The targets themselves have revealed no fresh thinking with respect to executing cyber attacks. Government institutions, critical infrastructure, media, and third-party suppliers and partners have all been the victims of cyber malfeasance in the past and are generally considered go-to targets for hostile state cyber operations. Aside from these attacks’ correlation to conventional Russian military strikes, there is nothing unusual about the attacks themselves, aside from their volume. Arguably, one of the most noteworthy attacks occurring during this conflict was Russia’s successful February 2022 attack on Viasat Inc’s KA-SAT Network that created a far-reaching impact, but did little to advance Russian military advantage, calling into question the strategic relevance of such an endeavor.
There appears to be a misconception of how the world has assessed Russian cyber capabilities and the role of cyber attacks in an actual armed conflict. This is not to say Russia is not advanced, sophisticated, and extremely dangerous. Moscow’s more notable campaigns like SolarWinds and BlackEnergy have justifiably raised concerns about the security of vital services in the face of a brazen antagonist. But watching the first cyber/conventional military conflict unfold has not provided new insight into attacks that have not already been seen. Given the perception of Russia’s losses, and its intimation of potential using tactical nuclear weapons certainly suggest if it was going to unleash a never-seen-before style of cyber attack, it would be now, or at most, in the very near future. Recent reporting indicates Ukraine expecting a barrage of cyber attacks against its critical infrastructures and in particular its energy sector, but there is no evidence suggesting that this will incorporate new weaponry or tactics.

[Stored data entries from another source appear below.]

#[cfg(test)]
#[allow(clippy::unwrap_used, clippy::expect_used)]
mod tests {
    use std::collections::BTreeMap;

    use proptest::prelude::*;

    use super::*;
    use crate::{
        model::{AttributeValue, Attributes, MetricKind, Severity, Timestamp},
        testutil::{log_entry, metric_sample, span},
    };

    fn uncompressed() -> Codec {
        Codec::new(CodecConfig::builder().compression_threshold(usize::MAX).build())
    }

    fn always_compressed() -> Codec {
        Codec::new(CodecConfig::builder().compression_threshold(0).build())
    }

    #[test]
    fn test_roundtrip_each_kind() {
        let codec = Codec::default();
        for record in [
            TelemetryRecord::from(span("t1", "s1", None, "web", 10)),
            log_entry("l1", "api", 20).into(),
            metric_sample("m1", "api", "http.requests", 1.5, 30).into(),
        ] {
            let bytes = codec.encode(&record).unwrap();
            assert_eq!(peek_kind(&bytes).unwrap(), record.kind());
            assert_eq!(codec.decode(&bytes, record.kind()).unwrap(), record);
        }
    }

    #[test]
    fn test_compression_flag_and_roundtrip() {
        let mut log = log_entry("l1", "api", 20);
        log.body = "x".repeat(4096);
        let record = TelemetryRecord::Log(log);

        let compressed = always_compressed().encode(&record).unwrap();
        assert_eq!(compressed[4] & FLAG_COMPRESSED, FLAG_COMPRESSED);
        assert!(compressed.len() < 4096);
        assert_eq!(Codec::default().decode_any(&compressed).unwrap(), record);

        let plain = uncompressed().encode(&record).unwrap();
        assert_eq!(plain[4], 0);
        assert_eq!(Codec::default().decode_any(&plain).unwrap(), record);
    }

    #[test]
    fn test_encoding_is_deterministic() {
        let mut log = log_entry("l1", "api", 20);
        for i in 0..32 {
            log.attributes.insert(format!("k{i}"), AttributeValue::Int(i));
        }
        let record = TelemetryRecord::Log(log);
        let codec = Codec::default();
        assert_eq!(codec.encode(&record).unwrap(), codec.encode(&record.clone()).unwrap());
    }

    #[test]
    fn test_special_floats_are_bit_exact() {
        let codec = uncompressed();
        for value in [f64::NAN, f64::INFINITY, -0.0, f64::MIN_POSITIVE, f64::MAX] {
            let record: TelemetryRecord = metric_sample("m", "svc", "g", value, 1).into();
            let TelemetryRecord::Metric(decoded) = codec.decode_any(&codec.encode(&record).unwrap()).unwrap()
            else {
                unreachable!("decoded a different kind");
            };
            assert_eq!(decoded.value.to_bits(), value.to_bits());
        }
    }

    #[test]
    fn test_kind_mismatch() {
        let codec = Codec::default();
        let bytes = codec.encode(&log_entry("l1", "api", 1).into()).unwrap();
        assert_eq!(
            codec.decode(&bytes, RecordKind::Span).unwrap_err(),
            CodecError::KindMismatch { expected: RecordKind::Span, actual: RecordKind::Log }
        );
    }

    #[test]
    fn test_header_errors() {
        let codec = Codec::default();
        let good = codec.encode(&log_entry("l1", "api", 1).into()).unwrap().to_vec();

        assert!(matches!(codec.decode_any(&good[..4]), Err(CodecError::Truncated { expected: 9, actual: 4 })));

        let mut bad = good.clone();
        bad[0] = b'X';
        assert!(matches!(codec.decode_any(&bad), Err(CodecError::BadMagic(_))));

        let mut bad = good.clone();
        bad[2] = 9;
        assert_eq!(codec.decode_any(&bad).unwrap_err(), CodecError::UnsupportedVersion(9));

        let mut bad = good.clone();
        bad[3] = 0;
        assert_eq!(codec.decode_any(&bad).unwrap_err(), CodecError::UnknownKind(0));

        let mut bad = good.clone();
        bad[4] = 0b1000_0000;
        assert_eq!(codec.decode_any(&bad).unwrap_err(), CodecError::UnknownFlags(0b1000_0000));
    }

    #[test]
    fn test_corruption_detected_by_checksum() {
        let codec = uncompressed();
        let mut bytes = codec.encode(&log_entry("l1", "api", 1).into()).unwrap().to_vec();
        let last = bytes.len() - 1;
        bytes[last] ^= 0xff;
        assert!(matches!(codec.decode_any(&bytes), Err(CodecError::ChecksumMismatch { .. })));
    }

    #[test]
    fn test_garbage_payload_with_valid_checksum() {
        let payload = [0xc1u8, 0xc1, 0xc1];
        let mut frame = vec![b'T', b'O', VERSION, RecordKind::Span.tag(), 0];
        frame.extend_from_slice(&crc32fast::hash(&payload).to_be_bytes());
        frame.extend_from_slice(&payload);
        assert!(matches!(Codec::default().decode_any(&frame), Err(CodecError::Deserialize(_))));

        let mut frame = vec![b'T', b'O', VERSION, RecordKind::Span.tag(), FLAG_COMPRESSED];
        frame.extend_from_slice(&crc32fast::hash(&payload).to_be_bytes());
        frame.extend_from_slice(&payload);
        assert!(matches!(Codec::default().decode_any(&frame), Err(CodecError::Decompress(_))));
    }

    fn arb_attributes() -> impl Strategy<Value = Attributes> {
        let value = prop_oneof![
            "[a-z ]{0,12}".prop_map(AttributeValue::Str),
            any::<i64>().prop_map(AttributeValue::Int),
            prop::num::f64::NORMAL.prop_map(AttributeValue::Double),
            any::<bool>().prop_map(AttributeValue::Bool),
        ];
        prop::collection::btree_map("[a-z.]{1,8}", value, 0..6)
    }

    fn arb_record() -> impl Strategy<Value = TelemetryRecord> {
        let log = (
            "[a-z0-9-]{1,12}",
            any::<u64>(),
            prop::option::of("[0-9a-f]{32}"),
            0usize..6,
            ".{0,64}",
            arb_attributes(),
        )
            .prop_map(|(id, ts, trace_id, sev, body, attributes)| {
                let severity = [
                    Severity::Trace,
                    Severity::Debug,
                    Severity::Info,
                    Severity::Warn,
                    Severity::Error,
                    Severity::Fatal,
                ][sev];
                TelemetryRecord::Log(LogEntry {
                    id,
                    service_name: "svc".into(),
                    timestamp: Timestamp::from_nanos(ts),
                    trace_id,
                    span_id: None,
                    severity,
                    body,
                    attributes,
                })
            });
        let metric = (
            "[a-z0-9-]{1,12}",
            "[a-z.]{1,16}",
            prop::num::f64::ANY.prop_filter("finite", |v| v.is_finite()),
            any::<u64>(),
            prop::collection::btree_map("[a-z]{1,6}", "[a-z0-9]{0,6}", 0..4),
        )
            .prop_map(|(id, name, value, ts, labels): (String, String, f64, u64, BTreeMap<String, String>)| {
                TelemetryRecord::Metric(MetricSample {
                    id,
                    service_name: "svc".into(),
                    name,
                    value,
                    timestamp: Timestamp::from_nanos(ts),
                    labels,
                    kind: MetricKind::Counter,
                    unit: Some("1".into()),
                })
            });
        let spn = ("[0-9a-f]{16}", any::<u64>(), any::<u64>(), arb_attributes()).prop_map(
            |(span_id, start, duration, attributes)| {
                let mut s = span("trace-1", &span_id, Some("parent"), "svc", 0);
                s.start_time = Timestamp::from_nanos(start);
                s.duration_nanos = duration;
                s.attributes = attributes;
                TelemetryRecord::Span(s)
            },
        );
        prop_oneof![log, metric, spn]
    }

    proptest! {
        #[test]
        fn roundtrip_is_exact(record in arb_record(), threshold in prop_oneof![Just(0usize), Just(512), Just(usize::MAX)]) {
            let codec = Codec::new(CodecConfig::builder().compression_threshold(threshold).build());
            let bytes = codec.encode(&record).unwrap();
            prop_assert_eq!(codec.decode(&bytes, record.kind()).unwrap(), record);
        }

        #[test]
        fn decode_never_panics(bytes in prop::collection::vec(any::<u8>(), 0..256)) {
            let _ = Codec::default().decode_any(&bytes);
        }
    }
}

What’s happening in Ukraine is less of a test bed for cyber attacks and more of a state struggling for advantage. Cyber attacks have not proven to be a decisive weapon thus far and will require more thought from nations states of how to practically apply their use in hostile situations. Unfortunately, to become more instrumental tools for military conflict, they will have to be continually incorporated wherever military operations are conducted no matter how large or small. This means we can expect to see more state-driven cyber attacks during various periods of tension and conflict to improve their effectiveness and to integrate them better to support the advancements of strategic goals. States have watched Russia’s cyber effort and are taking notes accordingly, with an eye of adjusting how they might use them under similar circumstances.